Task requirements: Show all lines of the entries in which the word "payload" is found.

Data records:
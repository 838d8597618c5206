use thiserror::Error;

/// Failures at the boundary with the code-analysis collaborator.
#[derive(Debug, Error)]
pub enum SourceError {
    #[error("failed to read graph payload: {0}")]
    Io(#[from] std::io::Error),

    #[error("invalid graph JSON: {0}")]
    Json(#[from] serde_json::Error),

    #[error("graph payload has no `nodes` array")]
    MissingNodes,
}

Solved problem:
    #[error("failed to read graph payload: {0}")]
    #[error("graph payload has no `nodes` array")]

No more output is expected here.